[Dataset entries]

▼▼▼

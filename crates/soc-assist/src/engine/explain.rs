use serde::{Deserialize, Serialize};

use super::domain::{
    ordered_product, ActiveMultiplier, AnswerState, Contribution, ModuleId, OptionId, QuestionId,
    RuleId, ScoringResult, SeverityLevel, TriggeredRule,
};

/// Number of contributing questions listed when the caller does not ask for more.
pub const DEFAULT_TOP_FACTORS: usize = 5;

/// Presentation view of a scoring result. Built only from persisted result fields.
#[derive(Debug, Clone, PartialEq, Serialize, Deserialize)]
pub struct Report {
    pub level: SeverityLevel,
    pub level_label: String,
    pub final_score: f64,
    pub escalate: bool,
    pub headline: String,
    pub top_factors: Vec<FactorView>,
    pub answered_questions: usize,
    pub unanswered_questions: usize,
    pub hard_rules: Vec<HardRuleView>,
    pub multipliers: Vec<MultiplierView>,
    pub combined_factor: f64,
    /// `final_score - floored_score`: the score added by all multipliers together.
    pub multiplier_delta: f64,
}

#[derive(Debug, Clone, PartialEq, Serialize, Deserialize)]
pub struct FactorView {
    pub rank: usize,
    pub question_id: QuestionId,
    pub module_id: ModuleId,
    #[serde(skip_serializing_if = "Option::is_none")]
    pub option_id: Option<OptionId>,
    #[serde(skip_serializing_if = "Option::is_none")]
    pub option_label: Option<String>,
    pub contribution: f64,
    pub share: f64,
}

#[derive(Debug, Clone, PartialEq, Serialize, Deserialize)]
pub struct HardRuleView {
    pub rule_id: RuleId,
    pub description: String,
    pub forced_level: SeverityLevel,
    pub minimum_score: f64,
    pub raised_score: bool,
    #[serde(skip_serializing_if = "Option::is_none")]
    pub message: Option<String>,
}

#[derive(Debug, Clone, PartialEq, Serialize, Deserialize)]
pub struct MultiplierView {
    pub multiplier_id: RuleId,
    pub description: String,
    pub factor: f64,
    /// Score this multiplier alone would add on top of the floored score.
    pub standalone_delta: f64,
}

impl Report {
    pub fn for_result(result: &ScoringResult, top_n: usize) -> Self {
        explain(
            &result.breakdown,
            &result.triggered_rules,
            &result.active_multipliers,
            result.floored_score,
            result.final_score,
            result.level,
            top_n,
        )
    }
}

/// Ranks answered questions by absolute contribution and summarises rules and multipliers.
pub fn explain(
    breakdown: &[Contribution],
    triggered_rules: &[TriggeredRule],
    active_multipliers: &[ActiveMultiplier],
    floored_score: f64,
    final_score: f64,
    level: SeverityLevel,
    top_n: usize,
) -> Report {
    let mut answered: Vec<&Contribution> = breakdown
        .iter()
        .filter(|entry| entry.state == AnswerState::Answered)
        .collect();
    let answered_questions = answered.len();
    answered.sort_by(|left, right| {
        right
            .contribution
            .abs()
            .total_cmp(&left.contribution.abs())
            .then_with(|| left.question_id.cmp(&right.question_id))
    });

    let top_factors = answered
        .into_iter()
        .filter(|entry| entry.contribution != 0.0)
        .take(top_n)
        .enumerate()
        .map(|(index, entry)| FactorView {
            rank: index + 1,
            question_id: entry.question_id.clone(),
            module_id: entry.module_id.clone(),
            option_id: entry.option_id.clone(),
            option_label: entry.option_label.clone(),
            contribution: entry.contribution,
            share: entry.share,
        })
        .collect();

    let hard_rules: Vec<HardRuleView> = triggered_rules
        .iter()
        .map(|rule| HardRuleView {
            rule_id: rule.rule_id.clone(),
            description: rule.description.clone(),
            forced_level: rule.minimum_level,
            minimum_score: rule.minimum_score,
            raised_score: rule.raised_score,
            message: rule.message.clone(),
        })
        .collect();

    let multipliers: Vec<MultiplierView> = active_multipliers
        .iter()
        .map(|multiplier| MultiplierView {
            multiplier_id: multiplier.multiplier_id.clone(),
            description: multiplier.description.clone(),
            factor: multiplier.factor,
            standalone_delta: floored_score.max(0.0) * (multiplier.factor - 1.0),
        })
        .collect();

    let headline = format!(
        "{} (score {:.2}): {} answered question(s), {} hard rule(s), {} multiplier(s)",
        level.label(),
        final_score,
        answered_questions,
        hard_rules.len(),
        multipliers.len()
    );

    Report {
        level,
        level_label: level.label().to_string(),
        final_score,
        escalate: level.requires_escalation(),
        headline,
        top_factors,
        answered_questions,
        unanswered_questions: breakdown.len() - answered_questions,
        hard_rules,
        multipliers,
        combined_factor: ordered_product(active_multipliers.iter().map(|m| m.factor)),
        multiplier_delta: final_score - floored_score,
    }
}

▲▲▲

▶ [Problem to work on]: Reproduce the entries above in full, verbatim.

▶ [Result of the task]:
filename crates/soc-assist/src/engine/explain.rs
use serde::{Deserialize, Serialize};

use super::domain::{
    ordered_product, ActiveMultiplier, AnswerState, Contribution, ModuleId, OptionId, QuestionId,
    RuleId, ScoringResult, SeverityLevel, TriggeredRule,
};

/// Number of contributing questions listed when the caller does not ask for more.
pub const DEFAULT_TOP_FACTORS: usize = 5;

/// Presentation view of a scoring result. Built only from persisted result fields.
#[derive(Debug, Clone, PartialEq, Serialize, Deserialize)]
pub struct Report {
    pub level: SeverityLevel,
    pub level_label: String,
    pub final_score: f64,
    pub escalate: bool,
    pub headline: String,
    pub top_factors: Vec<FactorView>,
    pub answered_questions: usize,
    pub unanswered_questions: usize,
    pub hard_rules: Vec<HardRuleView>,
    pub multipliers: Vec<MultiplierView>,
    pub combined_factor: f64,
    /// `final_score - floored_score`: the score added by all multipliers together.
    pub multiplier_delta: f64,
}

#[derive(Debug, Clone, PartialEq, Serialize, Deserialize)]
pub struct FactorView {
    pub rank: usize,
    pub question_id: QuestionId,
    pub module_id: ModuleId,
    #[serde(skip_serializing_if = "Option::is_none")]
    pub option_id: Option<OptionId>,
    #[serde(skip_serializing_if = "Option::is_none")]
    pub option_label: Option<String>,
    pub contribution: f64,
    pub share: f64,
}

#[derive(Debug, Clone, PartialEq, Serialize, Deserialize)]
pub struct HardRuleView {
    pub rule_id: RuleId,
    pub description: String,
    pub forced_level: SeverityLevel,
    pub minimum_score: f64,
    pub raised_score: bool,
    #[serde(skip_serializing_if = "Option::is_none")]
    pub message: Option<String>,
}

#[derive(Debug, Clone, PartialEq, Serialize, Deserialize)]
pub struct MultiplierView {
    pub multiplier_id: RuleId,
    pub description: String,
    pub factor: f64,
    /// Score this multiplier alone would add on top of the floored score.
    pub standalone_delta: f64,
}

impl Report {
    pub fn for_result(result: &ScoringResult, top_n: usize) -> Self {
        explain(
            &result.breakdown,
            &result.triggered_rules,
            &result.active_multipliers,
            result.floored_score,
            result.final_score,
            result.level,
            top_n,
        )
    }
}

/// Ranks answered questions by absolute contribution and summarises rules and multipliers.
pub fn explain(
    breakdown: &[Contribution],
    triggered_rules: &[TriggeredRule],
    active_multipliers: &[ActiveMultiplier],
    floored_score: f64,
    final_score: f64,
    level: SeverityLevel,
    top_n: usize,
) -> Report {
    let mut answered: Vec<&Contribution> = breakdown
        .iter()
        .filter(|entry| entry.state == AnswerState::Answered)
        .collect();
    let answered_questions = answered.len();
    answered.sort_by(|left, right| {
        right
            .contribution
            .abs()
            .total_cmp(&left.contribution.abs())
            .then_with(|| left.question_id.cmp(&right.question_id))
    });

    let top_factors = answered
        .into_iter()
        .filter(|entry| entry.contribution != 0.0)
        .take(top_n)
        .enumerate()
        .map(|(index, entry)| FactorView {
            rank: index + 1,
            question_id: entry.question_id.clone(),
            module_id: entry.module_id.clone(),
            option_id: entry.option_id.clone(),
            option_label: entry.option_label.clone(),
            contribution: entry.contribution,
            share: entry.share,
        })
        .collect();

    let hard_rules: Vec<HardRuleView> = triggered_rules
        .iter()
        .map(|rule| HardRuleView {
            rule_id: rule.rule_id.clone(),
            description: rule.description.clone(),
            forced_level: rule.minimum_level,
            minimum_score: rule.minimum_score,
            raised_score: rule.raised_score,
            message: rule.message.clone(),
        })
        .collect();

    let multipliers: Vec<MultiplierView> = active_multipliers
        .iter()
        .map(|multiplier| MultiplierView {
            multiplier_id: multiplier.multiplier_id.clone(),
            description: multiplier.description.clone(),
            factor: multiplier.factor,
            standalone_delta: floored_score.max(0.0) * (multiplier.factor - 1.0),
        })
        .collect();

    let headline = format!(
        "{} (score {:.2}): {} answered question(s), {} hard rule(s), {} multiplier(s)",
        level.label(),
        final_score,
        answered_questions,
        hard_rules.len(),
        multipliers.len()
    );

    Report {
        level,
        level_label: level.label().to_string(),
        final_score,
        escalate: level.requires_escalation(),
        headline,
        top_factors,
        answered_questions,
        unanswered_questions: breakdown.len() - answered_questions,
        hard_rules,
        multipliers,
        combined_factor: ordered_product(active_multipliers.iter().map(|m| m.factor)),
        multiplier_delta: final_score - floored_score,
    }
}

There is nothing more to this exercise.